Chapter IV – Miscellaneous

A. Need for public notice before closure of the branch/office

102. The NBFC shall give at least three months public notice prior to the date of closure of any of its branches/offices in, at least, one leading national newspaper and a leading local (covering the place of branch / office) vernacular newspaper indicating therein the purpose and arrangements being made to service the depositors, etc.

B. Rounding off of transactions to the Nearest Rupee

103. All transactions of the NBFC, including payment of interest on deposits/ charging of interest on advances, shall be rounded off to the nearest rupee, i.e., fractions of 50 paise and above shall be rounded off to the next higher rupee and fractions of less than 50 paise shall be ignored. It shall be ensured that cheques/drafts issued by clients containing fractions of a rupee shall not be rejected by them.

C. Provision of Safe Deposit Locker Facility by NBFCs

104. Providing safe deposit locker facility is a fee-based service and shall not be reckoned as part of the financial business carried out by NBFCs. NBFCs offering safe deposit locker facility or intending to offer it, shall disclose to their customers that the activity is not regulated by the Reserve Bank.

D. Compliance with Hon’ble Supreme Court Order dated April 30, 2025 in the matter of Pragya Prasun and Ors. vs Union of India and Ors. (W.P.(C) 289 of 2024) and Amar Jain vs Union of India and Ors. (W.P.(C) 49 of 2025)

105. Attention of the NBFC is drawn to the Order of the Hon’ble Supreme Court dated April 30, 2025 in the matter of Pragya Prasun and Ors. vs. Union of India and Ors. (W.P.(C) 289 of 2024) and Amar Jain vs. Union of India and Ors. (W.P.(C) 49 of 2025). The NBFC shall undertake appropriate measures to ensure compliance with the above Supreme Court Order, as applicable.

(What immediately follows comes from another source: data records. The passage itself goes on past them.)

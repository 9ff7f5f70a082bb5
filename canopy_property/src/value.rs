// Copyright 2026 the Canopy Authors
// SPDX-License-Identifier: Apache-2.0 OR MIT

//! Computed and used style values.
//!
//! A [`ComputedValue`] is what a property's parser produces from raw input.
//! Its [`ValueShape`] is fixed per property: whatever node the value lives
//! on, `radius` is always four dimensions and `fill` is always a paint.
//! A [`UsedValue`] is the same enum after a calculator resolved relative
//! units against a [`CalcContext`](crate::CalcContext).

use alloc::string::String;
use alloc::vec::Vec;
use core::fmt;

use canopy_unit::{DimensionList, RawValue, UnitValue};
use kurbo::{Affine, BezPath, Point};
use peniko::Color;

use crate::transform::TransformFn;

/// A fill or stroke paint.
#[derive(Copy, Clone, Debug)]
pub enum Paint {
    /// Nothing is painted.
    None,
    /// A solid color.
    Color(Color),
}

impl PartialEq for Paint {
    fn eq(&self, other: &Self) -> bool {
        match (self, other) {
            (Self::None, Self::None) => true,
            (Self::Color(a), Self::Color(b)) => a.components == b.components,
            _ => false,
        }
    }
}

/// A parsed style value.
///
/// The variant is determined by the property's
/// [`PropertySyntax`](crate::PropertySyntax); [`Raw`](Self::Raw) only holds
/// values of unregistered properties, which are passed through untouched.
#[derive(Clone, Debug)]
pub enum ComputedValue {
    /// A single dimension: a length, percentage, plain number or angle.
    Unit(UnitValue),
    /// A fixed number of dimensions, such as the four corners of a radius.
    List(DimensionList),
    /// A color.
    Color(Color),
    /// A fill or stroke paint.
    Paint(Paint),
    /// A keyword from the property's keyword set.
    Keyword(&'static str),
    /// Free text.
    Text(String),
    /// A polygon or polyline point list.
    Points(Vec<Point>),
    /// Path geometry.
    Path(BezPath),
    /// A transform function list, in application order.
    Transform(Vec<TransformFn>),
    /// A composed transform; the used value of a transform list.
    Matrix(Affine),
    /// Raw input of a property the registry does not know.
    Raw(RawValue),
}

/// The variant of a [`ComputedValue`], with the arity of lists.
#[derive(Copy, Clone, Debug, PartialEq, Eq, Hash)]
pub enum ValueShape {
    /// [`ComputedValue::Unit`].
    Dimension,
    /// [`ComputedValue::List`] with the given number of items.
    Dimensions(usize),
    /// [`ComputedValue::Color`].
    Color,
    /// [`ComputedValue::Paint`].
    Paint,
    /// [`ComputedValue::Keyword`].
    Keyword,
    /// [`ComputedValue::Text`].
    Text,
    /// [`ComputedValue::Points`].
    Points,
    /// [`ComputedValue::Path`].
    Path,
    /// [`ComputedValue::Transform`].
    Transform,
    /// [`ComputedValue::Matrix`].
    Matrix,
    /// [`ComputedValue::Raw`].
    Raw,
}

impl ValueShape {
    /// Returns a short name for diagnostics.
    #[must_use]
    pub const fn name(self) -> &'static str {
        match self {
            Self::Dimension => "dimension",
            Self::Dimensions(2) => "dimension pair",
            Self::Dimensions(4) => "four-dimension",
            Self::Dimensions(_) => "dimension list",
            Self::Color => "color",
            Self::Paint => "paint",
            Self::Keyword => "keyword",
            Self::Text => "text",
            Self::Points => "point list",
            Self::Path => "path",
            Self::Transform => "transform list",
            Self::Matrix => "matrix",
            Self::Raw => "raw",
        }
    }
}

impl fmt::Display for ValueShape {
    fn fmt(&self, f: &mut fmt::Formatter<'_>) -> fmt::Result {
        f.write_str(self.name())
    }
}

/// A computed value whose relative units have been resolved for rendering.
pub type UsedValue = ComputedValue;

impl ComputedValue {
    /// Classifies this value.
    #[must_use]
    pub fn shape(&self) -> ValueShape {
        match self {
            Self::Unit(_) => ValueShape::Dimension,
            Self::List(list) => ValueShape::Dimensions(list.len()),
            Self::Color(_) => ValueShape::Color,
            Self::Paint(_) => ValueShape::Paint,
            Self::Keyword(_) => ValueShape::Keyword,
            Self::Text(_) => ValueShape::Text,
            Self::Points(_) => ValueShape::Points,
            Self::Path(_) => ValueShape::Path,
            Self::Transform(_) => ValueShape::Transform,
            Self::Matrix(_) => ValueShape::Matrix,
            Self::Raw(_) => ValueShape::Raw,
        }
    }

    /// Returns the single dimension, if this is one.
    #[must_use]
    pub fn as_unit(&self) -> Option<UnitValue> {
        match self {
            Self::Unit(value) => Some(*value),
            _ => None,
        }
    }

    /// Returns the magnitude of a single dimension.
    #[must_use]
    pub fn as_f64(&self) -> Option<f64> {
        self.as_unit().map(UnitValue::magnitude)
    }

    /// Returns the dimension list, if this is one.
    #[must_use]
    pub fn as_list(&self) -> Option<&[UnitValue]> {
        match self {
            Self::List(list) => Some(list),
            _ => None,
        }
    }

    /// Returns the color of a color value or a color paint.
    #[must_use]
    pub fn as_color(&self) -> Option<Color> {
        match self {
            Self::Color(color) | Self::Paint(Paint::Color(color)) => Some(*color),
            _ => None,
        }
    }

    /// Returns the keyword, if this is one.
    #[must_use]
    pub fn as_keyword(&self) -> Option<&'static str> {
        match self {
            Self::Keyword(keyword) => Some(keyword),
            _ => None,
        }
    }

    /// Returns the text of a text value or a raw string.
    #[must_use]
    pub fn as_text(&self) -> Option<&str> {
        match self {
            Self::Text(text) | Self::Raw(RawValue::Text(text)) => Some(text),
            _ => None,
        }
    }

    /// Returns the point list, if this is one.
    #[must_use]
    pub fn as_points(&self) -> Option<&[Point]> {
        match self {
            Self::Points(points) => Some(points),
            _ => None,
        }
    }

    /// Returns the path, if this is one.
    #[must_use]
    pub fn as_path(&self) -> Option<&BezPath> {
        match self {
            Self::Path(path) => Some(path),
            _ => None,
        }
    }

    /// Returns the composed matrix, if this is one.
    #[must_use]
    pub fn as_matrix(&self) -> Option<Affine> {
        match self {
            Self::Matrix(matrix) => Some(*matrix),
            _ => None,
        }
    }

    /// Returns the pass-through input, if this is one.
    #[must_use]
    pub fn as_raw(&self) -> Option<&RawValue> {
        match self {
            Self::Raw(raw) => Some(raw),
            _ => None,
        }
    }
}

impl PartialEq for ComputedValue {
    fn eq(&self, other: &Self) -> bool {
        match (self, other) {
            (Self::Unit(a), Self::Unit(b)) => a == b,
            (Self::List(a), Self::List(b)) => a == b,
            (Self::Color(a), Self::Color(b)) => a.components == b.components,
            (Self::Paint(a), Self::Paint(b)) => a == b,
            (Self::Keyword(a), Self::Keyword(b)) => a == b,
            (Self::Text(a), Self::Text(b)) => a == b,
            (Self::Points(a), Self::Points(b)) => a == b,
            (Self::Path(a), Self::Path(b)) => a.elements() == b.elements(),
            (Self::Transform(a), Self::Transform(b)) => a == b,
            (Self::Matrix(a), Self::Matrix(b)) => a == b,
            (Self::Raw(a), Self::Raw(b)) => a == b,
            _ => false,
        }
    }
}

impl From<UnitValue> for ComputedValue {
    fn from(value: UnitValue) -> Self {
        Self::Unit(value)
    }
}

impl From<Color> for ComputedValue {
    fn from(color: Color) -> Self {
        Self::Color(color)
    }
}

impl From<Paint> for ComputedValue {
    fn from(paint: Paint) -> Self {
        Self::Paint(paint)
    }
}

Chapter V – Repeal and Other Provisions

A. Repeal and saving

106. With the issue of these Directions, the existing Directions, instructions, and guidelines relating to Responsible Business Conduct as applicable to Non-Banking Financial Companies stand repealed, as communicated vide circular DOR.RRC.REC.302/33-01-010/2025-26 dated November 28, 2025. The Directions, instructions, and guidelines repealed prior to the issuance of these Directions shall continue to remain repealed.

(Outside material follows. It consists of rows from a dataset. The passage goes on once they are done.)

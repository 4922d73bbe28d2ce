use crate::client::ClientShared;
use crate::close::CloseCode;
use log::debug;
use std::collections::{HashMap, VecDeque};
use std::sync::{Arc, Mutex, Weak};
use tokio::time::{interval, Duration, Instant};

/// Watchdog that pings idle clients and evicts unresponsive ones.
///
/// Clients are kept in an insertion-ordered due queue: the earliest
/// deadline sits at the front, and rescheduling moves an entry to the back.
/// A single one-second sweep walks expired entries only, so insert, update
/// and remove all stay O(1) and the sweep is O(expired).
///
/// Entries hold weak client references; a client dropped by the
/// application simply vanishes from the queue on its next due date.
#[derive(Clone)]
pub struct HeartbeatQueue {
    inner: Arc<Inner>,
}

struct Inner {
    period: Duration,
    queued_ping_limit: u64,
    state: Mutex<State>,
}

#[derive(Default)]
struct State {
    // Lazy deletion: stale (id, epoch) pairs are skipped during the sweep,
    // which keeps update() O(1) instead of hunting through the queue.
    order: VecDeque<(u64, u64)>,
    entries: HashMap<u64, Entry>,
}

struct Entry {
    due: Instant,
    epoch: u64,
    client: Weak<ClientShared>,
}

impl HeartbeatQueue {
    pub fn new(period: Duration, queued_ping_limit: u32) -> Self {
        let inner = Arc::new(Inner {
            period,
            queued_ping_limit: queued_ping_limit as u64,
            state: Mutex::new(State::default()),
        });

        tokio::spawn(sweep(Arc::downgrade(&inner)));

        Self { inner }
    }

    pub(crate) fn register(&self, id: u64, client: Weak<ClientShared>) {
        let mut state = self.inner.state.lock().unwrap_or_else(|e| e.into_inner());
        let due = Instant::now() + self.inner.period;
        state.entries.insert(
            id,
            Entry {
                due,
                epoch: 0,
                client,
            },
        );
        state.order.push_back((id, 0));
    }

    /// Pushes the next ping for `id` out by a full period; called by the
    /// read loop whenever traffic arrives, since traffic proves liveness.
    pub fn update(&self, id: u64) {
        let mut state = self.inner.state.lock().unwrap_or_else(|e| e.into_inner());
        let due = Instant::now() + self.inner.period;
        let epoch = match state.entries.get_mut(&id) {
            Some(entry) => {
                entry.due = due;
                entry.epoch += 1;
                entry.epoch
            }
            None => return,
        };
        state.order.push_back((id, epoch));
    }

    pub fn remove(&self, id: u64) {
        let mut state = self.inner.state.lock().unwrap_or_else(|e| e.into_inner());
        state.entries.remove(&id);
    }
}

async fn sweep(inner: Weak<Inner>) {
    let mut ticker = interval(Duration::from_secs(1));
    ticker.tick().await;
    loop {
        ticker.tick().await;
        let Some(inner) = inner.upgrade() else {
            break;
        };

        let now = Instant::now();
        let mut expired = Vec::new();
        {
            let mut state = inner.state.lock().unwrap_or_else(|e| e.into_inner());
            while let Some(&(id, epoch)) = state.order.front() {
                // None marks a stale pair left behind by update()/remove().
                let is_due = match state.entries.get(&id) {
                    Some(entry) if entry.epoch == epoch => Some(entry.due <= now),
                    _ => None,
                };
                match is_due {
                    Some(true) => {
                        state.order.pop_front();
                        if let Some(entry) = state.entries.remove(&id) {
                            expired.push((id, entry.client));
                        }
                    }
                    Some(false) => break,
                    None => {
                        state.order.pop_front();
                    }
                }
            }
        }

        for (id, client) in expired {
            let Some(client) = client.upgrade() else {
                continue;
            };

            if client.unanswered_pings() > inner.queued_ping_limit {
                debug!("client {id} saturated its ping budget, closing");
                tokio::spawn(async move {
                    client
                        .close(CloseCode::POLICY_VIOLATION, "Exceeded unanswered PING limit")
                        .await;
                });
                continue;
            }

            client.ping().await;

            let mut state = inner.state.lock().unwrap_or_else(|e| e.into_inner());
            let due = Instant::now() + inner.period;
            let epoch = state
                .entries
                .get(&id)
                .map(|entry| entry.epoch + 1)
                .unwrap_or(0);
            state.entries.insert(
                id,
                Entry {
                    due,
                    epoch,
                    client: Arc::downgrade(&client),
                },
            );
            state.order.push_back((id, epoch));
        }
    }
}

107. Notwithstanding such repeal, any action taken or purported to have been taken, or initiated under the repealed Directions, instructions, or guidelines shall continue to be governed by the provisions thereof. All approvals or acknowledgments granted under these repealed lists shall be deemed as governed by these Directions. Further, the repeal of these directions, instructions, or guidelines shall not in any way prejudicially affect:

(1) any right, obligation or liability acquired, accrued, or incurred thereunder;

(2) any, penalty, forfeiture, or punishment incurred in respect of any contravention committed thereunder;

(3) any investigation, legal proceeding, or remedy in respect of any such right, privilege, obligation, liability, penalty, forfeiture, or punishment as aforesaid; and any such investigation, legal proceedings or remedy may be instituted, continued, or enforced and any such penalty, forfeiture or punishment may be imposed as if those directions, instructions, or guidelines had not been repealed.

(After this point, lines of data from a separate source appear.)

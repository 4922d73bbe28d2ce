use crate::close::CloseCode;
use std::io;
use std::string::FromUtf8Error;
use thiserror::Error;

#[derive(Error, Debug)]
pub enum Error {
    #[error("IO Error happened: {source}")]
    IOError {
        #[from]
        source: io::Error,
    },

    #[error("{source}")]
    FromUtf8Error {
        #[from]
        source: FromUtf8Error,
    },

    // Framing errors
    #[error("Invalid opcode: {0:#x}")]
    InvalidOpcode(u8),

    #[error("RSV not zero")]
    RSVNotZero,

    #[error("Control frames must not be fragmented")]
    ControlFramesFragmented,

    #[error("Control frame payload must be of maximum 125 bytes or less")]
    ControlFramePayloadSize,

    #[error("Payload mask error")]
    PayloadMask,

    #[error("Most significant bit of a 64-bit frame length must be zero")]
    FrameLengthOverflow,

    #[error("Max frame size reached")]
    MaxFrameSize,

    #[error("Max message size reached")]
    MaxMessageSize,

    // Fragmentation errors
    #[error("Invalid frame while there is a fragmented message in progress")]
    InvalidFrameFragmentation,

    #[error("Incoming fragmented message but there is one already in progress")]
    FragmentedInProgress,

    #[error("Invalid continuation frame: no fragmented message to continue")]
    InvalidContinuationFrame,

    // Data validation errors
    #[error("Invalid UTF-8 in text message")]
    InvalidTextData,

    #[error("Unexpected binary frame on a text-only endpoint")]
    UnexpectedBinaryFrame,

    // Compression errors
    #[error("Invalid compressed data")]
    InvalidCompressedData,

    // Close handshake errors
    #[error("Close code must be two bytes")]
    InvalidClosePayload,

    #[error("Invalid close code")]
    InvalidCloseCode,

    /// The connection has already failed or closed; carries the recorded
    /// close code and reason.
    #[error("Connection closed ({code}): {reason}")]
    ConnectionClosed { code: u16, reason: String },
}

impl Error {
    /// The RFC 6455 close code a connection failing with this error should
    /// report to the peer.
    pub fn close_code(&self) -> CloseCode {
        match self {
            Error::InvalidOpcode(_)
            | Error::RSVNotZero
            | Error::ControlFramesFragmented
            | Error::ControlFramePayloadSize
            | Error::PayloadMask
            | Error::FrameLengthOverflow
            | Error::InvalidFrameFragmentation
            | Error::FragmentedInProgress
            | Error::InvalidContinuationFrame
            | Error::InvalidCompressedData
            | Error::InvalidClosePayload
            | Error::InvalidCloseCode => CloseCode::PROTOCOL_ERROR,
            Error::MaxFrameSize | Error::MaxMessageSize => CloseCode::MESSAGE_TOO_LARGE,
            Error::InvalidTextData | Error::FromUtf8Error { .. } => {
                CloseCode::INCONSISTENT_FRAME_DATA_TYPE
            }
            Error::UnexpectedBinaryFrame => CloseCode::UNACCEPTABLE_TYPE,
            Error::ConnectionClosed { code, .. } => CloseCode::new(*code),
            Error::IOError { .. } => CloseCode::ABNORMAL_CLOSE,
        }
    }

    pub(crate) fn closed(code: CloseCode, reason: impl Into<String>) -> Self {
        Error::ConnectionClosed {
            code: code.code(),
            reason: reason.into(),
        }
    }
}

B. Application of other laws not barred

108. The provisions of these Directions shall be in addition to, and not in derogation of the provisions of any other laws, rules, regulations, or directions, for the time being in force.

C. Interpretations

109. For the purpose of giving effect to the provisions of these Directions or in order to remove any difficulties in the application or interpretation of the provisions of these Directions, the RBI may, if it considers necessary, issue necessary clarifications in respect of any matter covered herein and the interpretation of any provision of these Directions given by the RBI shall be final and binding.